* [Work instructions] For the word "FailurePolicy", find each line in the entries where it occurs and copy that line.

(Dataset entries)
= Beginning of Section =

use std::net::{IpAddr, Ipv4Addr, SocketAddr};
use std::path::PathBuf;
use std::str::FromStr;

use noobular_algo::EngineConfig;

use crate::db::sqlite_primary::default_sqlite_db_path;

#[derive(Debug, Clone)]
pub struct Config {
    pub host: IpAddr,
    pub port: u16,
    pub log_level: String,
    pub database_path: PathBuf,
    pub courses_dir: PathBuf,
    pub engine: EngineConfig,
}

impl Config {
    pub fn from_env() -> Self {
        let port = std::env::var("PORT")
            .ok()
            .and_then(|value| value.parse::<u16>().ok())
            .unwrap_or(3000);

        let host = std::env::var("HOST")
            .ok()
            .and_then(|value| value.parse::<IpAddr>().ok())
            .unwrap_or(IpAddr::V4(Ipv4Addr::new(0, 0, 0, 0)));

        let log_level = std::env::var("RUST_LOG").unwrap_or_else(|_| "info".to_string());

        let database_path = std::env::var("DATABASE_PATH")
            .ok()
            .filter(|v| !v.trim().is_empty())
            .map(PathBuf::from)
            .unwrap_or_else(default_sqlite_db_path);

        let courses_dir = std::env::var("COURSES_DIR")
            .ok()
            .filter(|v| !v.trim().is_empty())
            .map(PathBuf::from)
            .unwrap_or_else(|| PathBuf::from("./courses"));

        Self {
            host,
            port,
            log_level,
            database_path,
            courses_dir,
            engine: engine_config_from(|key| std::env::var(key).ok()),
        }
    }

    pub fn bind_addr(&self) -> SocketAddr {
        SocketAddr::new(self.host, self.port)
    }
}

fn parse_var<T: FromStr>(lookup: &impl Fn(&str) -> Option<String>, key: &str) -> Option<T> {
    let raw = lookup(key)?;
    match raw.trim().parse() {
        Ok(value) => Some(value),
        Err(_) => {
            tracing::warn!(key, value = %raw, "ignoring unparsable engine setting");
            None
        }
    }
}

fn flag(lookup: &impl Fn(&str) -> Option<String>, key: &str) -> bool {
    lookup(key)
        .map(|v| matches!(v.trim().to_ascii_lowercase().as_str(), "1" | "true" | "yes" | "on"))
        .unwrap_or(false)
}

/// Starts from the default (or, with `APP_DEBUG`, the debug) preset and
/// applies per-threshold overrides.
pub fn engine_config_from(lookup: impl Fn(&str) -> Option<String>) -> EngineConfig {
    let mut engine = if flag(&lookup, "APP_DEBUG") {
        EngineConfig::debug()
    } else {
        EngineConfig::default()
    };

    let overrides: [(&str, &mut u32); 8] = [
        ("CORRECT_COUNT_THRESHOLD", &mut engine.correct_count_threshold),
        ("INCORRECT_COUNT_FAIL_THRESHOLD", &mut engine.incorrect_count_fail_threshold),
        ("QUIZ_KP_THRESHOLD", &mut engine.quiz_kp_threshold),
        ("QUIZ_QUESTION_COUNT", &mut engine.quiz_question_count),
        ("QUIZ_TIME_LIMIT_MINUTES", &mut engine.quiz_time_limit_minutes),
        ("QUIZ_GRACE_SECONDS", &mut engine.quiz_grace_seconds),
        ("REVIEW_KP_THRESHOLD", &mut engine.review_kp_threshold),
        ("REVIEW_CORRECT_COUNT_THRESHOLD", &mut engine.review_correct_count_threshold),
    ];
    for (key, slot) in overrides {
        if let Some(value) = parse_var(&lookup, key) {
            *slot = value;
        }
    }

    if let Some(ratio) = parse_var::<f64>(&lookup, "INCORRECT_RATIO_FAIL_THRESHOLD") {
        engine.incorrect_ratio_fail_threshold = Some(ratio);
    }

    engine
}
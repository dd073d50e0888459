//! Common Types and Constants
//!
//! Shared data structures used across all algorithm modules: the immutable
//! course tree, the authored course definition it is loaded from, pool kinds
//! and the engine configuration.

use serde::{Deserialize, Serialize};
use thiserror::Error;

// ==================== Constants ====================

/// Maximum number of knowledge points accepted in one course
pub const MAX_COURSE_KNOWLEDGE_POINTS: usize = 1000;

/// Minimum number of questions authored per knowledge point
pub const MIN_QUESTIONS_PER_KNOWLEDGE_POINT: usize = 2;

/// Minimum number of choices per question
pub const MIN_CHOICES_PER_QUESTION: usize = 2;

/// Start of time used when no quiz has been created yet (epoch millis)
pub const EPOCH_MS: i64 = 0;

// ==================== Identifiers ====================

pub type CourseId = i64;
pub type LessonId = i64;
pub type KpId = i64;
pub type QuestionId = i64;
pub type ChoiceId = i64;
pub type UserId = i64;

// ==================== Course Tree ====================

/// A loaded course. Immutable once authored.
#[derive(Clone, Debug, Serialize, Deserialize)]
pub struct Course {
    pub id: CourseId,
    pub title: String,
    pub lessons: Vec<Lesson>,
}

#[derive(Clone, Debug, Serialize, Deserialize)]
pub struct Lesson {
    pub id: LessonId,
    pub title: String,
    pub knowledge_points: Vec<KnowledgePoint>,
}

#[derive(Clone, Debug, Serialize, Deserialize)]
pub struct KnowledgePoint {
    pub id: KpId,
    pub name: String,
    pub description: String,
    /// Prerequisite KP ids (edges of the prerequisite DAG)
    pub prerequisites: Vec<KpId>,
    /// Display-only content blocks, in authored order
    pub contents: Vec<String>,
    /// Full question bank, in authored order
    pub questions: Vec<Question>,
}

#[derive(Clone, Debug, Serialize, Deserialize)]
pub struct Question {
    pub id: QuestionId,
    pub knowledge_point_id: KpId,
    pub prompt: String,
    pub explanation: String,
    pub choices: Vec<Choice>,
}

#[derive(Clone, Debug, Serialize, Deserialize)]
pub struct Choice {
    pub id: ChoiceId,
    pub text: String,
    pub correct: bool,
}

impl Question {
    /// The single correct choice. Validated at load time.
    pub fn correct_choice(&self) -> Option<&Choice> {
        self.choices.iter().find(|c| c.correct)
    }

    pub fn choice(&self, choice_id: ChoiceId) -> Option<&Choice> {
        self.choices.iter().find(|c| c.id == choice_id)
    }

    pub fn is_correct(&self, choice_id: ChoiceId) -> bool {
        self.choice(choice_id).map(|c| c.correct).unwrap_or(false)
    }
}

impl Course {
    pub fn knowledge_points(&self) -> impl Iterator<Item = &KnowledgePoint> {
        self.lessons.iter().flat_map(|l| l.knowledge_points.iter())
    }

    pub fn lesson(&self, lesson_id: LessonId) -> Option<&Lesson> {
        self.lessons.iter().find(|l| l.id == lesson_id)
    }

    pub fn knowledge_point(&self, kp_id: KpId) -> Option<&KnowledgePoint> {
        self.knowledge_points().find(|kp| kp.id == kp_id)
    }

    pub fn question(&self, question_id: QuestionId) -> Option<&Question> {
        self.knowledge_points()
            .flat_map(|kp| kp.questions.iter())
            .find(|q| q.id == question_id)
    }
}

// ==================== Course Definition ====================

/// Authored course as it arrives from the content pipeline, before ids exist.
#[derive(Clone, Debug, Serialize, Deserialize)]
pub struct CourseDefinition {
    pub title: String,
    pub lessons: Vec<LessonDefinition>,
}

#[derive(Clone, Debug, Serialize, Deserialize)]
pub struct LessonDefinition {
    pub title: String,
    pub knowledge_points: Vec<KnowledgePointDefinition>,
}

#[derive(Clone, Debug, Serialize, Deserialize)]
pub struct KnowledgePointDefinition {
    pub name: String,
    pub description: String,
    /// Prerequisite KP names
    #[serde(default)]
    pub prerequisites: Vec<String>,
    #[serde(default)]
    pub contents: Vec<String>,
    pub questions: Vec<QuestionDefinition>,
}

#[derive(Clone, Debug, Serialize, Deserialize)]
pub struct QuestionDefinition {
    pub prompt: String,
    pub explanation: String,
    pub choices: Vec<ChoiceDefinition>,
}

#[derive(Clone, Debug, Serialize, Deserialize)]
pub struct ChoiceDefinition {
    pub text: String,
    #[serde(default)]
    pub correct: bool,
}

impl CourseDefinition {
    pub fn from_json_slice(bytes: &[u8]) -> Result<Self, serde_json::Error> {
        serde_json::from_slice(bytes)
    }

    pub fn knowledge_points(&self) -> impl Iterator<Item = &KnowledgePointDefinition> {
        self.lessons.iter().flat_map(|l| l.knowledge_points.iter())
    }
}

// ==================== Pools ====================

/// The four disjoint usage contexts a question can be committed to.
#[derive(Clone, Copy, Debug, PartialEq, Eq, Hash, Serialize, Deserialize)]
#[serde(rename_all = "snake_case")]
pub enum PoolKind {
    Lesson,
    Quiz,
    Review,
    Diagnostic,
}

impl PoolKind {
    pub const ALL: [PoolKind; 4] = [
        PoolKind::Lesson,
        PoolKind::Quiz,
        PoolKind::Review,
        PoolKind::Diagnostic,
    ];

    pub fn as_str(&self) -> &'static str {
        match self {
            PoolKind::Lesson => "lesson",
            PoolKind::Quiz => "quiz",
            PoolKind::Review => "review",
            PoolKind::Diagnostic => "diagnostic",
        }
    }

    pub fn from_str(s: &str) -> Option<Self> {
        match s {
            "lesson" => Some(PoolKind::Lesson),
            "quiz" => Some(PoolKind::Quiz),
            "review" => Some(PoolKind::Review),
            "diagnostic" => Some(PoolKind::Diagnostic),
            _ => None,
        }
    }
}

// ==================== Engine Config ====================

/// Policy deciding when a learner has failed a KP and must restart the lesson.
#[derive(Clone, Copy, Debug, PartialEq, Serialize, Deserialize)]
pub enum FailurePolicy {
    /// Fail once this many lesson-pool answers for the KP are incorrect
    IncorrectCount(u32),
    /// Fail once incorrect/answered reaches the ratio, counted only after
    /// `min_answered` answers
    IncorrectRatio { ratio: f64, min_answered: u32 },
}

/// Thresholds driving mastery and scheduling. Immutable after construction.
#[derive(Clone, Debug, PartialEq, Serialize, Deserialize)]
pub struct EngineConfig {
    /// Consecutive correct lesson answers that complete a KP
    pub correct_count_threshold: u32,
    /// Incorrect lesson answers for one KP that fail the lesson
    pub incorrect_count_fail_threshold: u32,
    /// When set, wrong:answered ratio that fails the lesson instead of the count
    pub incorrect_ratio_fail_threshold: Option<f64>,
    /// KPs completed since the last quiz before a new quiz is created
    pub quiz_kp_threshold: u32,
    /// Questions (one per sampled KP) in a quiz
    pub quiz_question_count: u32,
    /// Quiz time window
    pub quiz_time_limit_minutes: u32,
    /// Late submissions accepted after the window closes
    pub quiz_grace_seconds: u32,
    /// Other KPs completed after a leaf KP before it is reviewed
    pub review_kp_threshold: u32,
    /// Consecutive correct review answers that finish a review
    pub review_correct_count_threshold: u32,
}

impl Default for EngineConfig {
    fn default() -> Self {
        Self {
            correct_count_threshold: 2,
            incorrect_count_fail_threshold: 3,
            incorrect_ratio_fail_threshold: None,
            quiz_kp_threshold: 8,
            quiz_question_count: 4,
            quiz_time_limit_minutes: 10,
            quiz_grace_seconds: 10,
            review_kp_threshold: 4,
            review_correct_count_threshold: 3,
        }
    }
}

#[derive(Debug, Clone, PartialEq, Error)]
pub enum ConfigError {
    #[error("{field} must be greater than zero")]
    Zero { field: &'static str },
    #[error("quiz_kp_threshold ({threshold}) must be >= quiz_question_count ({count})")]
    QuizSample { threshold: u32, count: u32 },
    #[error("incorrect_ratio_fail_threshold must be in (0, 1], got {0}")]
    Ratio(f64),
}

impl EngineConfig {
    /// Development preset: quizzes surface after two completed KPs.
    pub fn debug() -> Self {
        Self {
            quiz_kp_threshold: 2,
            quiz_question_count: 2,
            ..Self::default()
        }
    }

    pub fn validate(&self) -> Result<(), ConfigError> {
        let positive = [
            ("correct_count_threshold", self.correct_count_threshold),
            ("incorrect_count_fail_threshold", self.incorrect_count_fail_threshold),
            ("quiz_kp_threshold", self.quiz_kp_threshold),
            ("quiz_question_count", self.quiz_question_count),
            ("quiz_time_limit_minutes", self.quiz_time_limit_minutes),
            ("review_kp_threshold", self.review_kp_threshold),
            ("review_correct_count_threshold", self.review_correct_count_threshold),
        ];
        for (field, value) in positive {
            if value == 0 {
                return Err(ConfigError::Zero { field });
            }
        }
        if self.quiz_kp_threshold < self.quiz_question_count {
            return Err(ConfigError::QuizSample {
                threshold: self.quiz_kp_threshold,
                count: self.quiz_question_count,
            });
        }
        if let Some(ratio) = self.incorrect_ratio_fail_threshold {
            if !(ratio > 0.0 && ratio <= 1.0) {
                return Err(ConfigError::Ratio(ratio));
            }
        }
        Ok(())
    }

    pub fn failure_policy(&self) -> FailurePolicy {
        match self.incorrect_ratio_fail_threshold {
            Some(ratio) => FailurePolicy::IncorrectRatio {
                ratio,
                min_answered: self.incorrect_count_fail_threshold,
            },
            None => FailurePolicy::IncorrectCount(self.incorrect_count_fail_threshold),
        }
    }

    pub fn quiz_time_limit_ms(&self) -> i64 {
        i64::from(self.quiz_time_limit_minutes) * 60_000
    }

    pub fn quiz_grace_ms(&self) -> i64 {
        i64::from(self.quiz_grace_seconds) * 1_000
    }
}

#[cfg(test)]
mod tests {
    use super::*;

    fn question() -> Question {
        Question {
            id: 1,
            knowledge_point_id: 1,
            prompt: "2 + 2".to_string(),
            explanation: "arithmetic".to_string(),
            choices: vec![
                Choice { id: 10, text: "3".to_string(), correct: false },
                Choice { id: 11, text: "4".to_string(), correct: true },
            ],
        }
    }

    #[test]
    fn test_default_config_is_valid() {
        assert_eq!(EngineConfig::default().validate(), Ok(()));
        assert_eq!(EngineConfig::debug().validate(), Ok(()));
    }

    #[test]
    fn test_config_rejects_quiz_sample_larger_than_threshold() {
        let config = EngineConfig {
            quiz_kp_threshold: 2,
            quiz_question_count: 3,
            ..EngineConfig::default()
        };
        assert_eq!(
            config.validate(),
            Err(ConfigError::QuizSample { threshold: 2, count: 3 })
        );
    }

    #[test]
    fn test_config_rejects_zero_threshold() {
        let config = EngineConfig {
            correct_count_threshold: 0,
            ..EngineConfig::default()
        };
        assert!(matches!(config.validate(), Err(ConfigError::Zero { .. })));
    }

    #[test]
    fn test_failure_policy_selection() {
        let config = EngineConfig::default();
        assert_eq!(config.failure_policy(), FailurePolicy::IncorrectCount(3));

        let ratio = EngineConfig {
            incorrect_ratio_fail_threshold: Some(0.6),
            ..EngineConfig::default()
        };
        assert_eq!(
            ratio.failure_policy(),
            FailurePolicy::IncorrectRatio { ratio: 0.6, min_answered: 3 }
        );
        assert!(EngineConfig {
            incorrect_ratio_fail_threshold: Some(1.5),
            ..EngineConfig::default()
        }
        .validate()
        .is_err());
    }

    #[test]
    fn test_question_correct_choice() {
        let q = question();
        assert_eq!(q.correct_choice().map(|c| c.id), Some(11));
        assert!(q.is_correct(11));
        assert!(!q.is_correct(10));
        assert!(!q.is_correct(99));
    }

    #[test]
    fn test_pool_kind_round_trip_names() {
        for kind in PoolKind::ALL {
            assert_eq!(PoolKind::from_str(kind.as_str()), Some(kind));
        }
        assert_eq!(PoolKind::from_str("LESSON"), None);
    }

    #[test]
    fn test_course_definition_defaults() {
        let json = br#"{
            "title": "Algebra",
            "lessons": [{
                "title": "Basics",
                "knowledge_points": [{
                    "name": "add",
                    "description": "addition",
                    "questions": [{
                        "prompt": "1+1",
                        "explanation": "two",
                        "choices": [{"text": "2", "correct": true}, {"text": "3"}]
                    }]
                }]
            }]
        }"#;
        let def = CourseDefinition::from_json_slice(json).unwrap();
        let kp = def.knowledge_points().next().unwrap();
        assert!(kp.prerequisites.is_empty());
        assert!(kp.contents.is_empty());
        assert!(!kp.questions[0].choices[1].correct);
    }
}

= End of Section =

* [Task response]
pub enum FailurePolicy {
    pub fn failure_policy(&self) -> FailurePolicy {
            Some(ratio) => FailurePolicy::IncorrectRatio {
            None => FailurePolicy::IncorrectCount(self.incorrect_count_fail_threshold),
        assert_eq!(config.failure_policy(), FailurePolicy::IncorrectCount(3));
            FailurePolicy::IncorrectRatio { ratio: 0.6, min_answered: 3 }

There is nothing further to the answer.